Your answer should consist of the lines in the data below that contain "stderr".

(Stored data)
• • • •

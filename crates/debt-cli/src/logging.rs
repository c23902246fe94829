//! Logging infrastructure using `tracing` and `tracing-subscriber`.
//!
//! # Log Levels
//!
//! - `error`: fatal errors
//! - `warn`: dropped years, out-of-range ratios, skipped statistics
//! - `info`: pipeline stage progress, summary counts
//! - `debug`: per-indicator and per-table details
//! - `trace`: unused
//!
//! # Usage
//!
//! ```ignore
//! use debt_cli::logging::{init_logging, LogConfig};
//!
//! init_logging(&LogConfig::default()).expect("init logging");
//! ```

use std::fs::OpenOptions;
use std::io::{self, Write};
use std::path::PathBuf;
use std::sync::{Arc, Mutex};
use tracing::level_filters::LevelFilter;
use tracing_subscriber::{
    EnvFilter,
    fmt::{self, MakeWriter},
    layer::SubscriberExt,
    util::SubscriberInitExt,
};

/// Crates whose events follow the configured level.
const WORKSPACE_CRATES: [&str; 7] = [
    "debt_analysis",
    "debt_analyzer",
    "debt_cli",
    "debt_common",
    "debt_ingest",
    "debt_output",
    "debt_transform",
];

/// Configuration for logging behavior.
#[derive(Debug, Clone)]
pub struct LogConfig {
    /// Level for workspace crates.
    pub level_filter: LevelFilter,
    /// Let `RUST_LOG` replace the level when it is set.
    pub use_env_filter: bool,
    pub with_timestamps: bool,
    /// Include the module path of each event.
    pub with_target: bool,
    /// Emit span close events (JSON format only).
    pub with_spans: bool,
    pub with_ansi: bool,
    pub format: LogFormat,
    /// When set, logs are appended to this file instead of stderr.
    pub log_file: Option<PathBuf>,
}

/// Log output format.
#[derive(Debug, Clone, Copy, Default, PartialEq, Eq)]
pub enum LogFormat {
    /// Human-readable format with colors.
    #[default]
    Pretty,
    /// Compact single-line format.
    Compact,
    /// JSON format for machine parsing.
    Json,
}

impl Default for LogConfig {
    fn default() -> Self {
        Self {
            level_filter: LevelFilter::WARN,
            use_env_filter: true,
            with_timestamps: false,
            with_target: false,
            with_spans: true,
            with_ansi: true,
            format: LogFormat::default(),
            log_file: None,
        }
    }
}

impl LogConfig {
    #[must_use]
    pub fn with_level(mut self, level_filter: LevelFilter) -> Self {
        self.level_filter = level_filter;
        self
    }

    #[must_use]
    pub fn with_format(mut self, format: LogFormat) -> Self {
        self.format = format;
        self
    }

    #[must_use]
    pub fn with_ansi(mut self, enable: bool) -> Self {
        self.with_ansi = enable;
        self
    }

    #[must_use]
    pub fn with_log_file(mut self, path: Option<PathBuf>) -> Self {
        self.log_file = path;
        self
    }
}

/// Initialize the global tracing subscriber with the given configuration.
///
/// This should be called once at application startup.
///
/// # Errors
///
/// Returns an error if the log file cannot be opened.
pub fn init_logging(config: &LogConfig) -> io::Result<()> {
    if let Some(path) = &config.log_file {
        let file = OpenOptions::new().create(true).append(true).open(path)?;
        init_logging_with_writer(config, SharedFileWriter::new(file));
    } else {
        init_logging_with_writer(config, io::stderr);
    }
    Ok(())
}

/// Initialize logging with a custom writer.
pub fn init_logging_with_writer<W>(config: &LogConfig, writer: W)
where
    W: for<'writer> MakeWriter<'writer> + Send + Sync + 'static,
{
    let filter = build_env_filter(config);

    match config.format {
        LogFormat::Json => {
            let layer = fmt::layer()
                .json()
                .with_writer(writer)
                .with_target(config.with_target)
                .with_span_events(if config.with_spans {
                    fmt::format::FmtSpan::CLOSE
                } else {
                    fmt::format::FmtSpan::NONE
                });

            tracing_subscriber::registry()
                .with(filter)
                .with(layer)
                .init();
        }
        LogFormat::Compact => {
            let layer = fmt::layer()
                .compact()
                .with_writer(writer)
                .with_ansi(config.with_ansi)
                .with_target(config.with_target);

            if config.with_timestamps {
                tracing_subscriber::registry()
                    .with(filter)
                    .with(layer)
                    .init();
            } else {
                tracing_subscriber::registry()
                    .with(filter)
                    .with(layer.without_time())
                    .init();
            }
        }
        LogFormat::Pretty => {
            let layer = fmt::layer()
                .with_writer(writer)
                .with_ansi(config.with_ansi)
                .with_target(config.with_target);

            if config.with_timestamps {
                tracing_subscriber::registry()
                    .with(filter)
                    .with(layer)
                    .init();
            } else {
                tracing_subscriber::registry()
                    .with(filter)
                    .with(layer.without_time())
                    .init();
            }
        }
    }
}

#[derive(Clone)]
struct SharedFileWriter {
    file: Arc<Mutex<std::fs::File>>,
}

impl SharedFileWriter {
    fn new(file: std::fs::File) -> Self {
        Self {
            file: Arc::new(Mutex::new(file)),
        }
    }
}

struct SharedFileGuard {
    file: Arc<Mutex<std::fs::File>>,
}

impl Write for SharedFileGuard {
    fn write(&mut self, buf: &[u8]) -> io::Result<usize> {
        let mut guard = self
            .file
            .lock()
            .map_err(|_| io::Error::other("log file lock poisoned"))?;
        guard.write(buf)
    }

    fn flush(&mut self) -> io::Result<()> {
        let mut guard = self
            .file
            .lock()
            .map_err(|_| io::Error::other("log file lock poisoned"))?;
        guard.flush()
    }
}

impl<'a> MakeWriter<'a> for SharedFileWriter {
    type Writer = SharedFileGuard;

    fn make_writer(&'a self) -> Self::Writer {
        SharedFileGuard {
            file: Arc::clone(&self.file),
        }
    }
}

/// Filter directives for `level` on workspace crates; other crates stay at warn.
pub fn filter_directives(level: LevelFilter) -> String {
    let level = level.to_string().to_lowercase();
    let mut directives = String::from("warn");
    for krate in WORKSPACE_CRATES {
        directives.push_str(&format!(",{krate}={level}"));
    }
    directives
}

fn build_env_filter(config: &LogConfig) -> EnvFilter {
    let fallback = || EnvFilter::new(filter_directives(config.level_filter));
    if config.use_env_filter {
        EnvFilter::try_from_default_env().unwrap_or_else(|_| fallback())
    } else {
        fallback()
    }
}

#[cfg(test)]
mod tests {
    use super::*;

    #[test]
    fn test_directives_cover_workspace_crates() {
        let directives = filter_directives(LevelFilter::DEBUG);
        assert!(directives.starts_with("warn,"));
        assert!(directives.contains("debt_transform=debug"));
        assert!(directives.contains("debt_analyzer=debug"));
    }

    #[test]
    fn test_off_level_is_lowercase() {
        assert!(filter_directives(LevelFilter::OFF).ends_with("debt_transform=off"));
    }
}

• • • •

> Task result:
    /// When set, logs are appended to this file instead of stderr.
        init_logging_with_writer(config, io::stderr);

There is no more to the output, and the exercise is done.